La battaglia &Le conseguenze
Lo scrittore Polyaenus del II secolo d.C. descrive l’approccio di Cambise II nei suoi Strategemi, scritti nella speranza di aiutare Marco Aurelio e Verus nelle loro campagne. Polyaenus racconta come gli egiziani stessero trattenendo con successo l’avanzata persiana quando Cambise II cambiò improvvisamente tattica. Il re persiano, conoscendo la venerazione che gli egiziani avevano per i gatti, fece dipingere l’immagine di Bastet sugli scudi dei suoi soldati e, inoltre, “schierò davanti alla sua prima linea cani, pecore, gatti, ibis e qualsiasi altro animale caro agli egiziani” (Polyaenus VII.9). Gli egiziani sotto Psametik III, vedendo la loro amata dea sugli scudi dei nemici, e temendo di combattere per non ferire gli animali guidati davanti al nemico, si arresero e fuggirono in rotta.

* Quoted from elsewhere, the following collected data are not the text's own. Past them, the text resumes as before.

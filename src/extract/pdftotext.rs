//! PDF extraction with poppler-utils (`pdftotext`, `pdfinfo`).

use std::path::Path;

use async_trait::async_trait;
use tokio::process::Command;
use tracing::debug;

use super::{DocumentExtractor, ExtractedDocument, ExtractionError};

/// Map a finished subprocess to its stdout, or the matching error.
fn handle_cmd_output(
    result: std::io::Result<std::process::Output>,
    tool_name: &str,
) -> Result<String, ExtractionError> {
    match result {
        Ok(output) if output.status.success() => {
            Ok(String::from_utf8_lossy(&output.stdout).to_string())
        }
        Ok(output) => Err(ExtractionError::ExtractionFailed(format!(
            "{}: {}",
            tool_name,
            String::from_utf8_lossy(&output.stderr).trim()
        ))),
        Err(e) if e.kind() == std::io::ErrorKind::NotFound => {
            Err(ExtractionError::ToolNotFound(tool_name.to_string()))
        }
        Err(e) => Err(ExtractionError::Io(e)),
    }
}

/// Metadata read from `pdfinfo`.
#[derive(Debug, Default, PartialEq, Eq)]
pub(crate) struct PdfInfo {
    pub title: Option<String>,
    pub author: Option<String>,
    pub pages: Option<u32>,
}

/// Parse `pdfinfo` output. Empty values are treated as missing.
pub(crate) fn parse_pdfinfo(output: &str) -> PdfInfo {
    let mut info = PdfInfo::default();
    for line in output.lines() {
        let Some((key, value)) = line.split_once(':') else {
            continue;
        };
        let value = value.trim();
        if value.is_empty() {
            continue;
        }
        match key.trim() {
            "Title" => info.title = Some(value.to_string()),
            "Author" => info.author = Some(value.to_string()),
            "Pages" => info.pages = value.parse().ok(),
            _ => {}
        }
    }
    info
}

/// Split `pdftotext` output into pages on form feeds.
///
/// pdftotext ends every page with `\x0c`, so the trailing empty piece is
/// dropped.
pub(crate) fn split_pages(output: &str) -> Vec<String> {
    let mut pages: Vec<String> = output.split('\x0c').map(str::to_string).collect();
    if pages.last().is_some_and(|p| p.trim().is_empty()) && pages.len() > 1 {
        pages.pop();
    }
    pages
}

/// Extracts embedded PDF text. Image-only PDFs produce `NoText`.
#[derive(Debug, Default, Clone)]
pub struct PopplerExtractor;

impl PopplerExtractor {
    pub fn new() -> Self {
        Self
    }

    async fn pdfinfo(&self, path: &Path) -> Result<PdfInfo, ExtractionError> {
        let result = Command::new("pdfinfo").arg(path).output().await;
        handle_cmd_output(result, "pdfinfo").map(|out| parse_pdfinfo(&out))
    }

    async fn pdftotext(&self, path: &Path) -> Result<String, ExtractionError> {
        let result = Command::new("pdftotext")
            .args(["-layout", "-enc", "UTF-8"])
            .arg(path)
            .arg("-")
            .output()
            .await;
        handle_cmd_output(result, "pdftotext")
    }
}

#[async_trait]
impl DocumentExtractor for PopplerExtractor {
    fn name(&self) -> &str {
        "pdftotext"
    }

    async fn extract(&self, path: &Path) -> Result<ExtractedDocument, ExtractionError> {
        let info = self.pdfinfo(path).await?;
        let text = self.pdftotext(path).await?;
        let pages = split_pages(&text);

        if let Some(expected) = info.pages {
            if expected as usize != pages.len() {
                debug!(
                    "pdfinfo reports {} pages, pdftotext produced {}",
                    expected,
                    pages.len()
                );
            }
        }

        let document = ExtractedDocument::from_pages(pages, info.title, info.author);
        if !document.has_text() {
            return Err(ExtractionError::NoText(path.display().to_string()));
        }
        debug!(
            "Extracted {} chars from {} pages of {}",
            document.text.len(),
            document.page_count,
            path.display()
        );
        Ok(document)
    }
}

Molti furono massacrati sul campo, ed Erodoto riferisce di aver visto le loro ossa ancora nella sabbia molti anni dopo; egli commentò persino la differenza tra i crani persiani e quelli egiziani. Gli egiziani non uccisi a Pelusium fuggirono verso la sicurezza di Memphis con l’esercito persiano all’inseguimento. Memphis fu assediata e cadde dopo un intervallo relativamente breve. Psametik III fu fatto prigioniero e fu trattato abbastanza bene da Cambise II finché non tentò di sollevare una rivolta e fu giustiziato.
Così finì la sovranità dell’Egitto che fu annesso dalla Persia e, da allora in poi, passò di mano diverse volte prima di finire finalmente come provincia di Roma. Si dice che Cambise II, dopo la battaglia, scagliò dei gatti in faccia agli egiziani sconfitti in segno di disprezzo per il fatto che avrebbero ceduto il loro paese e la loro libertà temendo per la sicurezza di animali comuni.

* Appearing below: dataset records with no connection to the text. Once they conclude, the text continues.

//! Document text extraction.
//!
//! Extractors turn a file into page-segmented plain text plus whatever
//! title/author metadata the format carries. No OCR: image-only documents
//! yield `ExtractionError::NoText`.

mod pdftotext;
mod text;

pub use pdftotext::PopplerExtractor;
pub use text::PlainTextExtractor;

use std::io::Read;
use std::path::Path;

use async_trait::async_trait;
use serde::Serialize;
use thiserror::Error;

/// Errors that can occur during text extraction.
#[derive(Debug, Error)]
pub enum ExtractionError {
    #[error("Unsupported file type: {0}")]
    Unsupported(String),

    #[error("External tool not found: {0}")]
    ToolNotFound(String),

    #[error("Extraction failed: {0}")]
    ExtractionFailed(String),

    #[error("No extractable text in {0}")]
    NoText(String),

    #[error("IO error: {0}")]
    Io(#[from] std::io::Error),
}

/// Text of one page. Page numbers start at 1.
#[derive(Debug, Clone, PartialEq, Eq, Serialize)]
#[serde(rename_all = "camelCase")]
pub struct PageText {
    pub page_number: u32,
    pub text: String,
}

/// Extracted document text and metadata.
#[derive(Debug, Clone, PartialEq, Eq, Serialize)]
#[serde(rename_all = "camelCase")]
pub struct ExtractedDocument {
    pub text: String,
    pub page_count: u32,
    #[serde(skip_serializing_if = "Option::is_none")]
    pub title: Option<String>,
    #[serde(skip_serializing_if = "Option::is_none")]
    pub author: Option<String>,
    pub pages: Vec<PageText>,
}

impl ExtractedDocument {
    /// Build a document from page texts, numbering pages from 1.
    pub fn from_pages(
        pages: impl IntoIterator<Item = String>,
        title: Option<String>,
        author: Option<String>,
    ) -> Self {
        let pages: Vec<PageText> = pages
            .into_iter()
            .zip(1u32..)
            .map(|(text, page_number)| PageText { page_number, text })
            .collect();
        let text = join_pages(&pages);
        Self {
            text,
            page_count: pages.len() as u32,
            title,
            author,
            pages,
        }
    }

    /// Whether any page has non-whitespace text.
    pub fn has_text(&self) -> bool {
        self.pages.iter().any(|p| !p.text.trim().is_empty())
    }
}

/// Join page texts in page order, separated by blank lines.
pub fn join_pages(pages: &[PageText]) -> String {
    pages
        .iter()
        .map(|p| p.text.trim_end())
        .collect::<Vec<_>>()
        .join("\n\n")
}

/// Something that turns a file into text.
#[async_trait]
pub trait DocumentExtractor: Send + Sync {
    /// Short name for logs.
    fn name(&self) -> &str;

    async fn extract(&self, path: &Path) -> Result<ExtractedDocument, ExtractionError>;
}

const TEXT_EXTENSIONS: &[&str] = &["txt", "md", "text"];

/// Detect a file's MIME type from its first bytes.
fn sniff_mime(path: &Path) -> Result<Option<&'static str>, ExtractionError> {
    let mut file = std::fs::File::open(path)?;
    let mut buffer = [0u8; 8192];
    let bytes_read = file.read(&mut buffer)?;
    Ok(infer::get(&buffer[..bytes_read]).map(|t| t.mime_type()))
}

/// Choose an extractor for `path`.
///
/// PDFs are detected by content; plain text by extension.
pub fn extractor_for(path: &Path) -> Result<Box<dyn DocumentExtractor>, ExtractionError> {
    match sniff_mime(path)? {
        Some("application/pdf") => return Ok(Box::new(PopplerExtractor::new())),
        Some(other) => return Err(ExtractionError::Unsupported(other.to_string())),
        None => {}
    }

    let extension = path
        .extension()
        .and_then(|e| e.to_str())
        .map(str::to_lowercase)
        .unwrap_or_default();
    if TEXT_EXTENSIONS.contains(&extension.as_str()) {
        Ok(Box::new(PlainTextExtractor))
    } else {
        Err(ExtractionError::Unsupported(path.display().to_string()))
    }
}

Si noti, tuttavia, che la rappresentazione di Cambise II fatta da Erodoto è stata contestata. Cambise II è spesso raffigurato come un monarca brutale e negligente dagli scrittori greci che non aveva amore per i persiani. Si dice anche che Cambise II abbia ucciso il sacro toro Apis e gettato la sua carcassa in strada, e che abbia anche profanato e bandito riti e tradizioni sacre in tutto l’Egitto.

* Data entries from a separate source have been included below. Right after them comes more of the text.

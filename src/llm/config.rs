//! Inference configuration.
//!
//! Split into two tiers:
//! - `LlmAppConfig`: from the config file (what the models are asked to do)
//! - `LlmDeviceConfig`: from env vars (how to reach the backends on this machine)
//!
//! Env vars: PAPERLENS_LOCAL_ENDPOINT (or OLLAMA_HOST), PAPERLENS_LOCAL_MODEL,
//! PAPERLENS_REMOTE_PROVIDER, PAPERLENS_REMOTE_ENDPOINT, PAPERLENS_REMOTE_MODEL,
//! PAPERLENS_API_KEY (GROQ_API_KEY / OPENAI_API_KEY are auto-detected)

use serde::{Deserialize, Serialize};

use super::budget::{InputBudget, DEFAULT_ANALYSIS_CHARS, DEFAULT_ANSWER_CHARS, DEFAULT_SUMMARY_CHARS};
use super::prompts::{DEFAULT_ANALYSIS_PROMPT, DEFAULT_ANSWER_PROMPT, DEFAULT_SUMMARY_PROMPT};

/// OpenAI-compatible remote provider.
#[derive(Debug, Clone, Copy, PartialEq, Eq, Serialize, Deserialize, Default)]
#[serde(rename_all = "lowercase")]
pub enum RemoteProvider {
    #[default]
    OpenAI,
    Groq,
    Together,
}

impl RemoteProvider {
    pub fn from_str(s: &str) -> Option<Self> {
        match s.to_lowercase().as_str() {
            "openai" => Some(Self::OpenAI),
            "groq" => Some(Self::Groq),
            "together" => Some(Self::Together),
            _ => None,
        }
    }

    pub fn name(&self) -> &'static str {
        match self {
            RemoteProvider::OpenAI => "OpenAI",
            RemoteProvider::Groq => "Groq",
            RemoteProvider::Together => "Together.ai",
        }
    }

    pub fn default_endpoint(&self) -> &'static str {
        match self {
            RemoteProvider::OpenAI => "https://api.openai.com",
            RemoteProvider::Groq => "https://api.groq.com/openai",
            RemoteProvider::Together => "https://api.together.xyz",
        }
    }

    pub fn default_model(&self) -> &'static str {
        match self {
            RemoteProvider::OpenAI => "gpt-4o-mini",
            RemoteProvider::Groq => "llama-3.3-70b-versatile",
            RemoteProvider::Together => "meta-llama/Meta-Llama-3.1-70B-Instruct-Turbo",
        }
    }

    /// Provider-specific API key env var, if any.
    fn key_env_var(&self) -> Option<&'static str> {
        match self {
            RemoteProvider::OpenAI => Some("OPENAI_API_KEY"),
            RemoteProvider::Groq => Some("GROQ_API_KEY"),
            RemoteProvider::Together => None,
        }
    }
}

/// Application-level settings (from the config file).
#[derive(Debug, Clone, PartialEq, Serialize, Deserialize)]
pub struct LlmAppConfig {
    /// Whether AI analysis is enabled at all
    #[serde(default = "default_true")]
    pub enabled: bool,
    /// Whether to use the on-device engine when it is ready
    #[serde(default = "default_true")]
    pub on_device: bool,
    /// Maximum tokens in a structured analysis response
    #[serde(default = "default_max_tokens")]
    pub max_tokens: u32,
    /// Temperature for generation (0.0 - 1.0)
    #[serde(default = "default_temperature")]
    pub temperature: f32,
    /// Maximum characters of document text sent for analysis
    #[serde(default = "default_analysis_max_chars")]
    pub analysis_max_chars: usize,
    /// Maximum characters of text sent for summarization
    #[serde(default = "default_summary_max_chars")]
    pub summary_max_chars: usize,
    /// Maximum characters of context sent with a question
    #[serde(default = "default_answer_max_chars")]
    pub answer_max_chars: usize,
    /// Inputs longer than this are routed as long-context requests
    #[serde(default = "default_on_device_context_chars")]
    pub on_device_context_chars: usize,
    /// Retry once on the remote backend when an on-device request fails
    #[serde(default = "default_true")]
    pub fallback_to_remote: bool,
    /// HTTP timeout for inference calls
    #[serde(default = "default_request_timeout_secs")]
    pub request_timeout_secs: u64,
    /// Custom analysis prompt (uses {content} placeholder)
    #[serde(default, skip_serializing_if = "Option::is_none")]
    pub analysis_prompt: Option<String>,
    /// Custom summary prompt (uses {length} and {content} placeholders)
    #[serde(default, skip_serializing_if = "Option::is_none")]
    pub summary_prompt: Option<String>,
    /// Custom answer prompt (uses {context} and {question} placeholders)
    #[serde(default, skip_serializing_if = "Option::is_none")]
    pub answer_prompt: Option<String>,
}

/// Device-level settings (from env vars).
#[derive(Debug, Clone, PartialEq)]
pub struct LlmDeviceConfig {
    /// Ollama endpoint for the on-device engine
    pub local_endpoint: String,
    /// Model served by the on-device engine
    pub local_model: String,
    /// Remote provider
    pub remote_provider: RemoteProvider,
    /// Remote API base URL
    pub remote_endpoint: String,
    /// Remote model ID
    pub remote_model: String,
    /// Remote API key
    pub api_key: Option<String>,
}

/// Combined runtime configuration.
///
/// Only the app tier is (de)serialized; the device tier comes from env.
#[derive(Debug, Clone, PartialEq, Default, Serialize, Deserialize)]
pub struct LlmConfig {
    #[serde(flatten)]
    pub app: LlmAppConfig,
    #[serde(skip)]
    pub device: LlmDeviceConfig,
}

fn default_true() -> bool {
    true
}

fn default_max_tokens() -> u32 {
    2048
}

fn default_temperature() -> f32 {
    0.2
}

fn default_analysis_max_chars() -> usize {
    DEFAULT_ANALYSIS_CHARS
}

fn default_summary_max_chars() -> usize {
    DEFAULT_SUMMARY_CHARS
}

fn default_answer_max_chars() -> usize {
    DEFAULT_ANSWER_CHARS
}

fn default_on_device_context_chars() -> usize {
    24_000
}

fn default_request_timeout_secs() -> u64 {
    300
}

fn default_local_endpoint() -> String {
    "http://localhost:11434".to_string()
}

fn default_local_model() -> String {
    "llama3.2:3b".to_string()
}

// === LlmAppConfig implementations ===

impl Default for LlmAppConfig {
    fn default() -> Self {
        Self {
            enabled: true,
            on_device: true,
            max_tokens: default_max_tokens(),
            temperature: default_temperature(),
            analysis_max_chars: default_analysis_max_chars(),
            summary_max_chars: default_summary_max_chars(),
            answer_max_chars: default_answer_max_chars(),
            on_device_context_chars: default_on_device_context_chars(),
            fallback_to_remote: true,
            request_timeout_secs: default_request_timeout_secs(),
            analysis_prompt: None,
            summary_prompt: None,
            answer_prompt: None,
        }
    }
}

impl LlmAppConfig {
    pub fn budget(&self) -> InputBudget {
        InputBudget {
            analysis_chars: self.analysis_max_chars,
            summary_chars: self.summary_max_chars,
            answer_chars: self.answer_max_chars,
        }
    }

    pub fn get_analysis_prompt(&self) -> &str {
        self.analysis_prompt
            .as_deref()
            .unwrap_or(DEFAULT_ANALYSIS_PROMPT)
    }

    pub fn get_summary_prompt(&self) -> &str {
        self.summary_prompt
            .as_deref()
            .unwrap_or(DEFAULT_SUMMARY_PROMPT)
    }

    pub fn get_answer_prompt(&self) -> &str {
        self.answer_prompt.as_deref().unwrap_or(DEFAULT_ANSWER_PROMPT)
    }
}

// === LlmDeviceConfig implementations ===

impl Default for LlmDeviceConfig {
    fn default() -> Self {
        Self::from_env()
    }
}

impl LlmDeviceConfig {
    /// Create device config from environment variables.
    pub fn from_env() -> Self {
        Self::from_lookup(|key| std::env::var(key).ok())
    }

    /// Create device config from an arbitrary variable lookup.
    ///
    /// An explicit PAPERLENS_REMOTE_PROVIDER wins over auto-detection from
    /// provider API keys.
    pub fn from_lookup<F>(lookup: F) -> Self
    where
        F: Fn(&str) -> Option<String>,
    {
        let local_endpoint = lookup("PAPERLENS_LOCAL_ENDPOINT")
            .or_else(|| lookup("OLLAMA_HOST"))
            .map(|host| normalize_ollama_host(&host))
            .unwrap_or_else(default_local_endpoint);
        let local_model = lookup("PAPERLENS_LOCAL_MODEL").unwrap_or_else(default_local_model);

        let explicit_provider = lookup("PAPERLENS_REMOTE_PROVIDER")
            .as_deref()
            .and_then(RemoteProvider::from_str);
        let mut api_key = lookup("PAPERLENS_API_KEY");

        let remote_provider = match explicit_provider {
            Some(provider) => {
                if api_key.is_none() {
                    api_key = provider.key_env_var().and_then(&lookup);
                }
                provider
            }
            None => {
                let detected = [RemoteProvider::Groq, RemoteProvider::OpenAI]
                    .into_iter()
                    .find_map(|p| p.key_env_var().and_then(&lookup).map(|key| (p, key)));
                match detected {
                    Some((provider, key)) => {
                        if api_key.is_none() {
                            api_key = Some(key);
                        }
                        provider
                    }
                    None => RemoteProvider::default(),
                }
            }
        };

        let remote_endpoint = lookup("PAPERLENS_REMOTE_ENDPOINT")
            .unwrap_or_else(|| remote_provider.default_endpoint().to_string());
        let remote_model = lookup("PAPERLENS_REMOTE_MODEL")
            .unwrap_or_else(|| remote_provider.default_model().to_string());

        Self {
            local_endpoint,
            local_model,
            remote_provider,
            remote_endpoint,
            remote_model,
            api_key,
        }
    }
}

/// OLLAMA_HOST may be given without a scheme (e.g. "0.0.0.0:11434").
fn normalize_ollama_host(host: &str) -> String {
    let host = host.trim_end_matches('/');
    if host.starts_with("http://") || host.starts_with("https://") {
        host.to_string()
    } else {
        format!("http://{}", host)
    }
}

// === LlmConfig (combined) implementations ===

impl LlmConfig {
    pub fn new(app: LlmAppConfig, device: LlmDeviceConfig) -> Self {
        Self { app, device }
    }

    pub fn enabled(&self) -> bool {
        self.app.enabled
    }

    /// Whether the on-device engine should be considered at all.
    pub fn on_device_enabled(&self) -> bool {
        self.app.enabled && self.app.on_device
    }

    pub fn remote_configured(&self) -> bool {
        self.device.api_key.is_some()
    }

    pub fn budget(&self) -> InputBudget {
        self.app.budget()
    }

    pub fn request_timeout(&self) -> std::time::Duration {
        std::time::Duration::from_secs(self.app.request_timeout_secs)
    }

    /// Hint for when no remote API key is set.
    pub fn remote_hint(&self) -> String {
        match self.device.remote_provider.key_env_var() {
            Some(var) => format!(
                "{} API key not set. Set {} or PAPERLENS_API_KEY",
                self.device.remote_provider.name(),
                var
            ),
            None => format!(
                "{} API key not set. Set PAPERLENS_API_KEY",
                self.device.remote_provider.name()
            ),
        }
    }
}

#[cfg(test)]
mod tests {
    use std::collections::HashMap;

    use super::*;

    fn lookup(vars: &[(&str, &str)]) -> impl Fn(&str) -> Option<String> {
        let map: HashMap<String, String> = vars
            .iter()
            .map(|(k, v)| (k.to_string(), v.to_string()))
            .collect();
        move |key: &str| map.get(key).cloned()
    }

    #[test]
    fn test_defaults_without_env() {
        let device = LlmDeviceConfig::from_lookup(lookup(&[]));
        assert_eq!(device.local_endpoint, "http://localhost:11434");
        assert_eq!(device.local_model, "llama3.2:3b");
        assert_eq!(device.remote_provider, RemoteProvider::OpenAI);
        assert_eq!(device.remote_endpoint, "https://api.openai.com");
        assert!(device.api_key.is_none());
    }

    #[test]
    fn test_groq_key_autodetects_provider() {
        let device = LlmDeviceConfig::from_lookup(lookup(&[("GROQ_API_KEY", "gsk_test")]));
        assert_eq!(device.remote_provider, RemoteProvider::Groq);
        assert_eq!(device.remote_endpoint, "https://api.groq.com/openai");
        assert_eq!(device.remote_model, "llama-3.3-70b-versatile");
        assert_eq!(device.api_key.as_deref(), Some("gsk_test"));
    }

    #[test]
    fn test_explicit_provider_wins() {
        let device = LlmDeviceConfig::from_lookup(lookup(&[
            ("PAPERLENS_REMOTE_PROVIDER", "openai"),
            ("GROQ_API_KEY", "gsk_test"),
            ("OPENAI_API_KEY", "sk_test"),
            ("PAPERLENS_REMOTE_MODEL", "gpt-4o"),
        ]));
        assert_eq!(device.remote_provider, RemoteProvider::OpenAI);
        assert_eq!(device.api_key.as_deref(), Some("sk_test"));
        assert_eq!(device.remote_model, "gpt-4o");
    }

    #[test]
    fn test_ollama_host_without_scheme() {
        let device = LlmDeviceConfig::from_lookup(lookup(&[("OLLAMA_HOST", "10.0.0.5:11434/")]));
        assert_eq!(device.local_endpoint, "http://10.0.0.5:11434");
    }

    #[test]
    fn test_app_config_from_partial_toml() {
        let app: LlmAppConfig = toml::from_str(
            r#"
            analysis_max_chars = 9000
            fallback_to_remote = false
            "#,
        )
        .unwrap();
        assert_eq!(app.analysis_max_chars, 9000);
        assert!(!app.fallback_to_remote);
        assert!(app.enabled);
        assert_eq!(app.budget().summary_chars, DEFAULT_SUMMARY_CHARS);
        assert!(app.get_analysis_prompt().contains("{content}"));
    }

    #[test]
    fn test_on_device_requires_enabled() {
        let mut config = LlmConfig::new(
            LlmAppConfig::default(),
            LlmDeviceConfig::from_lookup(lookup(&[])),
        );
        assert!(config.on_device_enabled());
        config.app.enabled = false;
        assert!(!config.on_device_enabled());
        assert!(!config.remote_configured());
        assert!(config.remote_hint().contains("OPENAI_API_KEY"));
    }
}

Questa affermazione è contraddetta dai resoconti di altri scrittori, dalle iscrizioni e dalle opere d’arte che mostrano il grande apprezzamento di Cambise II per la cultura e la religione egizia, compresa la sua ricostruzione di Memphis e la sua continuazione come capitale della satrapia persiana. Il fatto stesso che abbia usato i loro valori contro di loro in battaglia attesta questa ammirazione; sapeva che gli egiziani avrebbero risposto esattamente come hanno fatto perché non potevano fare altrimenti. Avrebbero pensato che era meglio arrendersi piuttosto che tradire le loro credenze.
Dopo la battaglia di Pelusio, i Persiani avrebbero governato l’Egitto nella 27a e 31a dinastia e rappresentato una minaccia costante, anche quando furono cacciati, nella 28a – 30a. Tranne che per brevi periodi, l’Egitto cessò di essere una nazione autonoma dopo la vittoria persiana. Alessandro il Grande arrivò con i suoi eserciti nel 331 a.C. e conquistò la terra, che fu poi governata da una monarchia greca fino all’annessione da parte di Roma nel 30 a.C.
Polyaenus osserva come, attraverso questo inganno, Cambise II abbia aperto la strada verso l’Egitto e la via della vittoria. Egli osserva inoltre che non bisogna mai confidare nella propria forza o bontà in battaglia, ma prepararsi per ogni evenienza. Anche se questo può essere un buon consiglio, il rifiuto degli egiziani di compromettere le loro convinzioni – non importa a quale costo – è un dettaglio significativo per comprendere ciò che ha reso la loro cultura così ammirevole e la loro civiltà tra le più impressionanti.